__WHAT THE TASK ASKS__
Output every line from the beginning of the records through the line that contains "let disk = match", exactly as it appears.

[Stored data entries]
────
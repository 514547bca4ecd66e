//! HTTP fetching for the smuggler workspace.
//!
//! One [`Fetcher`] serves both metadata loads and package downloads:
//! - GET with redirect following and a `smuggler/<version>` User-Agent
//! - Retry with backoff for transport failures, 5xx, 408, and 429;
//!   fail-fast for every other 4xx
//! - Streaming bodies for progress reporting
//! - Cooperative cancellation that deletes partially written files
//! - gzip / tar post-processors for the metadata wire formats

#![warn(clippy::all)]
#![allow(clippy::module_name_repetitions)]

mod client;
mod decode;
mod error;

pub use client::{FetchConfig, Fetcher};
pub use decode::{gunzip, gunzip_untar_member, untar_member};
pub use error::{FetchError, Result};
//! Metadata cache for repository artefacts.
//!
//! Parsed-metadata inputs (`repomd.xml`, `Packages.gz`, `APKINDEX.tar.gz`,
//! ...) are cached keyed by `(family, repo URL, architecture, artefact)`.
//! The memory tier is an LRU bounded by total entry size with TTL-based
//! expiry on read; the optional persistent tier mirrors entries to one JSON
//! file each and is swept and rehydrated on startup.
//!
//! Access is mediated by a mutex with short critical sections: a reader
//! racing a writer sees the old entry or the new one, never a torn value.

#![warn(clippy::all)]
#![allow(clippy::module_name_repetitions)]

mod config;
mod disk;
mod key;
mod stats;

pub use config::{default_cache_dir, CacheConfig, CacheConfigBuilder, CacheMode};
pub use disk::DiskTier;
pub use key::{ArtefactKind, CacheEntry, CacheKey};
pub use stats::{CacheStats, CacheStatsSnapshot};

use bytes::Bytes;
use parking_lot::Mutex;
use smuggler_core::{AHashMap, Result};
use tracing::{debug, info};

#[derive(Debug, Default)]
struct CacheInner {
    entries: AHashMap<CacheKey, CacheEntry>,
    total_size: u64,
}

/// The metadata cache.
#[derive(Debug)]
pub struct MetadataCache {
    inner: Mutex<CacheInner>,
    stats: CacheStats,
    disk: Option<DiskTier>,
    config: CacheConfig,
}

impl MetadataCache {
    /// Create a cache. In persistent mode the on-disk tier is opened,
    /// swept of expired files, and rehydrated into memory.
    pub fn new(config: CacheConfig) -> Result<Self> {
        let disk = match config.mode {
            CacheMode::Persistent => Some(DiskTier::open(&config.dir)?),
            CacheMode::Session | CacheMode::Disabled => None,
        };

        let mut inner = CacheInner::default();
        if let Some(tier) = &disk {
            let live = tier.load_all(config.ttl);
            if !live.is_empty() {
                info!(entries = live.len(), "rehydrated metadata cache");
            }
            for (key, entry) in live {
                inner.total_size += entry.size;
                inner.entries.insert(key, entry);
            }
        }

        Ok(Self {
            inner: Mutex::new(inner),
            stats: CacheStats::default(),
            disk,
            config,
        })
    }

    /// Create a session-mode cache with default limits. Performs no I/O.
    #[must_use]
    pub fn session() -> Self {
        Self {
            inner: Mutex::new(CacheInner::default()),
            stats: CacheStats::default(),
            disk: None,
            config: CacheConfig::default(),
        }
    }

    /// Look up an artefact. Returns `None` when the cache is disabled, the
    /// key is absent, or the entry is older than the TTL (in which case it
    /// is dropped).
    pub fn get(&self, key: &CacheKey) -> Option<Bytes> {
        if self.config.mode == CacheMode::Disabled {
            self.stats.record_miss();
            return None;
        }

        let mut inner = self.inner.lock();
        let expired = match inner.entries.get(key) {
            None => {
                drop(inner);
                self.stats.record_miss();
                return None;
            }
            Some(entry) => entry.is_expired(self.config.ttl),
        };

        if expired {
            if let Some(old) = inner.entries.remove(key) {
                inner.total_size -= old.size;
            }
            drop(inner);
            if let Some(tier) = &self.disk {
                tier.remove(key);
            }
            self.stats.record_miss();
            debug!(key = %key, "cache entry expired");
            return None;
        }

        let data = inner.entries.get_mut(key).map(|entry| {
            entry.last_access = chrono::Utc::now();
            Bytes::from(entry.data.clone())
        });
        drop(inner);
        self.stats.record_hit();
        data
    }

    /// Store an artefact, evicting least-recently-used entries first so the
    /// summed size stays within `max_size`.
    pub fn set(&self, key: CacheKey, data: impl Into<Vec<u8>>) {
        if self.config.mode == CacheMode::Disabled {
            return;
        }

        let entry = CacheEntry::new(data.into());
        if entry.size > self.config.max_size {
            debug!(key = %key, size = entry.size, "entry larger than cache, not stored");
            return;
        }

        let mut evicted = Vec::new();
        {
            let mut inner = self.inner.lock();

            // replace-in-place must not double count
            if let Some(old) = inner.entries.remove(&key) {
                inner.total_size -= old.size;
            }

            while inner.total_size + entry.size > self.config.max_size {
                let Some(oldest) = inner
                    .entries
                    .iter()
                    .min_by_key(|(_, e)| e.last_access)
                    .map(|(k, _)| k.clone())
                else {
                    break;
                };
                if let Some(old) = inner.entries.remove(&oldest) {
                    inner.total_size -= old.size;
                }
                evicted.push(oldest);
            }

            inner.total_size += entry.size;
            inner.entries.insert(key.clone(), entry.clone());
        }

        if let Some(tier) = &self.disk {
            for old in &evicted {
                tier.remove(old);
            }
            tier.store(&key, &entry);
        }
        if !evicted.is_empty() {
            debug!(count = evicted.len(), "evicted cache entries");
        }
    }

    /// Drop every entry (memory and disk).
    pub fn clear(&self) {
        let keys: Vec<CacheKey> = {
            let mut inner = self.inner.lock();
            inner.total_size = 0;
            inner.entries.drain().map(|(k, _)| k).collect()
        };
        if let Some(tier) = &self.disk {
            for key in &keys {
                tier.remove(key);
            }
        }
    }

    /// Point-in-time statistics.
    pub fn stats(&self) -> CacheStatsSnapshot {
        let inner = self.inner.lock();
        self.stats.snapshot(inner.entries.len(), inner.total_size)
    }
}

#[cfg(test)]
mod tests {
    use super::*;
    use smuggler_core::{Architecture, PackageFamily};
    use std::time::Duration;

    fn key(repo: &str, artefact: ArtefactKind) -> CacheKey {
        CacheKey::new(PackageFamily::Yum, repo, Architecture::X86_64, artefact)
    }

    #[test]
    fn get_set_round_trip() {
        let cache = MetadataCache::session();
        let k = key("https://mirror/baseos", ArtefactKind::Repomd);

        assert!(cache.get(&k).is_none());
        cache.set(k.clone(), b"<repomd/>".to_vec());
        assert_eq!(cache.get(&k).unwrap(), Bytes::from_static(b"<repomd/>"));

        let stats = cache.stats();
        assert_eq!(stats.hits, 1);
        assert_eq!(stats.misses, 1);
        assert_eq!(stats.entry_count, 1);
    }

    #[test]
    fn size_bound_holds_after_every_set() {
        let config = CacheConfig::builder().max_size(100).build();
        let cache = MetadataCache::new(config).unwrap();

        for i in 0..20 {
            let k = key(&format!("https://mirror/{i}"), ArtefactKind::Primary);
            cache.set(k, vec![0u8; 40]);
            assert!(cache.stats().total_size <= 100);
        }
        assert_eq!(cache.stats().entry_count, 2);
    }

    #[test]
    fn replacing_entry_does_not_double_count() {
        let cache = MetadataCache::session();
        let k = key("https://mirror/baseos", ArtefactKind::Repomd);
        cache.set(k.clone(), vec![0u8; 50]);
        cache.set(k, vec![0u8; 70]);
        assert_eq!(cache.stats().total_size, 70);
        assert_eq!(cache.stats().entry_count, 1);
    }

    #[test]
    fn disabled_mode_never_stores() {
        let config = CacheConfig::builder().mode(CacheMode::Disabled).build();
        let cache = MetadataCache::new(config).unwrap();
        let k = key("https://mirror/baseos", ArtefactKind::Repomd);
        cache.set(k.clone(), b"data".to_vec());
        assert!(cache.get(&k).is_none());
        assert_eq!(cache.stats().entry_count, 0);
    }

    #[test]
    fn expired_entries_read_as_absent() {
        let config = CacheConfig::builder().ttl(Duration::from_secs(0)).build();
        let cache = MetadataCache::new(config).unwrap();
        let k = key("https://mirror/baseos", ArtefactKind::Repomd);
        cache.set(k.clone(), b"data".to_vec());
        std::thread::sleep(Duration::from_millis(5));
        assert!(cache.get(&k).is_none());
        assert_eq!(cache.stats().entry_count, 0);
    }

    #[test]
    fn persistent_tier_survives_reopen() {
        let dir = tempfile::tempdir().unwrap();
        let config = || {
            CacheConfig::builder()
                .mode(CacheMode::Persistent)
                .dir(dir.path())
                .build()
        };

        let k = key("https://mirror/baseos", ArtefactKind::Primary);
        {
            let cache = MetadataCache::new(config()).unwrap();
            cache.set(k.clone(), b"<metadata/>".to_vec());
        }

        let cache = MetadataCache::new(config()).unwrap();
        assert_eq!(cache.get(&k).unwrap(), Bytes::from_static(b"<metadata/>"));
    }

    #[test]
    fn lru_evicts_least_recently_used() {
        let config = CacheConfig::builder().max_size(100).build();
        let cache = MetadataCache::new(config).unwrap();
        let a = key("https://mirror/a", ArtefactKind::Primary);
        let b = key("https://mirror/b", ArtefactKind::Primary);

        cache.set(a.clone(), vec![0u8; 40]);
        std::thread::sleep(Duration::from_millis(5));
        cache.set(b.clone(), vec![0u8; 40]);
        std::thread::sleep(Duration::from_millis(5));
        let _ = cache.get(&a); // a is now fresher than b

        cache.set(
            key("https://mirror/c", ArtefactKind::Primary),
            vec![0u8; 40],
        );
        assert!(cache.get(&a).is_some());
        assert!(cache.get(&b).is_none());
    }
}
────
__SOLUTION TO THE PROBLEM__
repository 514547bca4ecd66e
//! HTTP fetching for the smuggler workspace.
//!
//! One [`Fetcher`] serves both metadata loads and package downloads:
//! - GET with redirect following and a `smuggler/<version>` User-Agent
//! - Retry with backoff for transport failures, 5xx, 408, and 429;
//!   fail-fast for every other 4xx
//! - Streaming bodies for progress reporting
//! - Cooperative cancellation that deletes partially written files
//! - gzip / tar post-processors for the metadata wire formats

#![warn(clippy::all)]
#![allow(clippy::module_name_repetitions)]

mod client;
mod decode;
mod error;

pub use client::{FetchConfig, Fetcher};
pub use decode::{gunzip, gunzip_untar_member, untar_member};
pub use error::{FetchError, Result};
//! Metadata cache for repository artefacts.
//!
//! Parsed-metadata inputs (`repomd.xml`, `Packages.gz`, `APKINDEX.tar.gz`,
//! ...) are cached keyed by `(family, repo URL, architecture, artefact)`.
//! The memory tier is an LRU bounded by total entry size with TTL-based
//! expiry on read; the optional persistent tier mirrors entries to one JSON
//! file each and is swept and rehydrated on startup.
//!
//! Access is mediated by a mutex with short critical sections: a reader
//! racing a writer sees the old entry or the new one, never a torn value.

#![warn(clippy::all)]
#![allow(clippy::module_name_repetitions)]

mod config;
mod disk;
mod key;
mod stats;

pub use config::{default_cache_dir, CacheConfig, CacheConfigBuilder, CacheMode};
pub use disk::DiskTier;
pub use key::{ArtefactKind, CacheEntry, CacheKey};
pub use stats::{CacheStats, CacheStatsSnapshot};

use bytes::Bytes;
use parking_lot::Mutex;
use smuggler_core::{AHashMap, Result};
use tracing::{debug, info};

#[derive(Debug, Default)]
struct CacheInner {
    entries: AHashMap<CacheKey, CacheEntry>,
    total_size: u64,
}

/// The metadata cache.
#[derive(Debug)]
pub struct MetadataCache {
    inner: Mutex<CacheInner>,
    stats: CacheStats,
    disk: Option<DiskTier>,
    config: CacheConfig,
}

impl MetadataCache {
    /// Create a cache. In persistent mode the on-disk tier is opened,
    /// swept of expired files, and rehydrated into memory.
    pub fn new(config: CacheConfig) -> Result<Self> {
        let disk = match config.mode {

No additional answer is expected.